17th – 19th June 2017
Leaving our campsite we descended for about 5 km into Rio Tinto Gorge via a sealed, one lane road. A lovely drive made better by not meeting any road trains coming the other way!
Once at the bottom 162km of dirt road with all its corrugations took us to Millstream Chichester NP. The countryside through which we drove continues to surprise us with its beauty – we followed ranges and water courses, some, like Hooley Creek where we stopped for a cuppa, having water in them.
At the NP the Millstream Homestead is now set up with information displays, each room covering either geology of the region, indigenous life before white settlement, or the pastoralists. It’s a lovely homestead with big wide verandahs all around, lovely lawns and once upon a time had an ant-bed tennis court. The owners ran sheep mostly, but also some cattle, and had a large kitchen vegetable garden which was very productive. The spring-fed Fortescue River at the bottom of the garden provided a permanent supply of sparklingly clear water.
Apart from the economical difficulties of dingoes killing the lambs and falling beef prices, life here would have been very pleasant. A quiet night at Miliyanha campsite ($13.20/n) which has a new camp kitchen, gas stove top, gas BBQs and several picnic tables. Nice place.
This morning we did the 9.5km walk from the homestead to Cliff Lookout above the Fortescue River. The walk started near the river, which is quite narrow but only followed it for a little while before heading through palms, acacias and grasses, which had not long ago been burnt. We returned via the cycle path which was even further from the water – not one of our most memorable walks.
Back at camp we drove to Deep Reach, which is a beautiful, long, wide part of the river lined with palms and acacias. The white cockatoos call it home, very raucously.
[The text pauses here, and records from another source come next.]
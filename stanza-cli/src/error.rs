//! CLI-specific error types with exit codes.
//!
//! This module defines error types specific to the CLI layer,
//! wrapping library errors and providing appropriate exit codes.

use stanza::Error as LibError;
use std::fmt;

/// CLI-specific error type with exit code mapping.
#[derive(Debug)]
pub enum CliError {
    /// Library error (wrapped).
    Library(LibError),

    /// Invalid command-line arguments.
    InvalidArguments(String),

    /// I/O error.
    Io(std::io::Error),

    /// Output could not be serialized.
    Serialize(String),
}

impl CliError {
    /// Get the appropriate exit code for this error.
    ///
    /// Exit codes:
    /// - 0: Success (not an error)
    /// - 1: Requested node not found
    /// - 2: Scan or parse failure
    /// - 4: Invalid arguments
    /// - 5: I/O error
    /// - 6: Other library error
    pub fn exit_code(&self) -> i32 {
        match self {
            CliError::Library(lib_err) => match lib_err {
                LibError::NotFound { .. } => 1,
                LibError::Scan { .. } | LibError::Parse { .. } => 2,
                LibError::InvalidExpression { .. } | LibError::Options { .. } => 4,
                LibError::Io { .. } => 5,
                _ => 6,
            },
            CliError::InvalidArguments(_) => 4,
            CliError::Io(_) => 5,
            CliError::Serialize(_) => 6,
        }
    }
}

impl fmt::Display for CliError {
    fn fmt(&self, f: &mut fmt::Formatter<'_>) -> fmt::Result {
        match self {
            CliError::Library(e) => write!(f, "{e}"),
            CliError::InvalidArguments(msg) => write!(f, "Invalid arguments: {msg}"),
            CliError::Io(e) => write!(f, "I/O error: {e}"),
            CliError::Serialize(msg) => write!(f, "Cannot serialize output: {msg}"),
        }
    }
}

impl std::error::Error for CliError {
    fn source(&self) -> Option<&(dyn std::error::Error + 'static)> {
        match self {
            CliError::Library(e) => Some(e),
            CliError::Io(e) => Some(e),
            _ => None,
        }
    }
}

impl From<LibError> for CliError {
    fn from(e: LibError) -> Self {
        CliError::Library(e)
    }
}

impl From<std::io::Error> for CliError {
    fn from(e: std::io::Error) -> Self {
        CliError::Io(e)
    }
}

#[cfg(test)]
mod tests {
    use super::*;

    #[test]
    fn test_exit_codes() {
        let not_found = CliError::from(LibError::NotFound { what: "x".into() });
        assert_eq!(not_found.exit_code(), 1);

        let parse = CliError::from(LibError::Parse {
            file: "a.conf".into(),
            line: 1,
            message: "bad".into(),
        });
        assert_eq!(parse.exit_code(), 2);

        let expr = CliError::from(LibError::InvalidExpression {
            expr: "(".into(),
            reason: "empty".into(),
        });
        assert_eq!(expr.exit_code(), 4);

        let io = CliError::from(std::io::Error::new(std::io::ErrorKind::Other, "x"));
        assert_eq!(io.exit_code(), 5);

        let other = CliError::from(LibError::NotStatement { name: "A".into() });
        assert_eq!(other.exit_code(), 6);
    }
}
National Parks has done an outstanding job here providing lots of covered picnic tables and 3 gas BBQs set amongst the natural vegetation. A wide lookout with seating showcases the river and safe concrete steps lead into the water. The water was beautiful for swimming, pleasantly cool. The rainbow serpent, Wayu lives in this pool and it’s said to be so deep as to be bottomless. After a refreshing swim we stayed here reading and relaxing until near sunset.
Unfortunately there was no break between the flies going in and the mossies coming out. We beat a hasty retreat to Stargazers campground, the other site within in Park, where we BBQd our meal along with a few other campers and the camp hosts. A very pleasant evening with good company and no mossies.
The highlight today before we left Millstream Chichester NP was our brunch break at Python Pool. An unsealed road running alongside the railway line, where we saw several very, very long ore trains, took us there, the last 5km or so, from the railway to the Pool, in pretty bad repair. However, that was when the scenery was most spectacular.
This is a small pool, its feature being the enormous cliffs that bound it – though thankfully not on the side we access it from. Yes the water was chilly but the chill soon wears off and it was another delightful swim.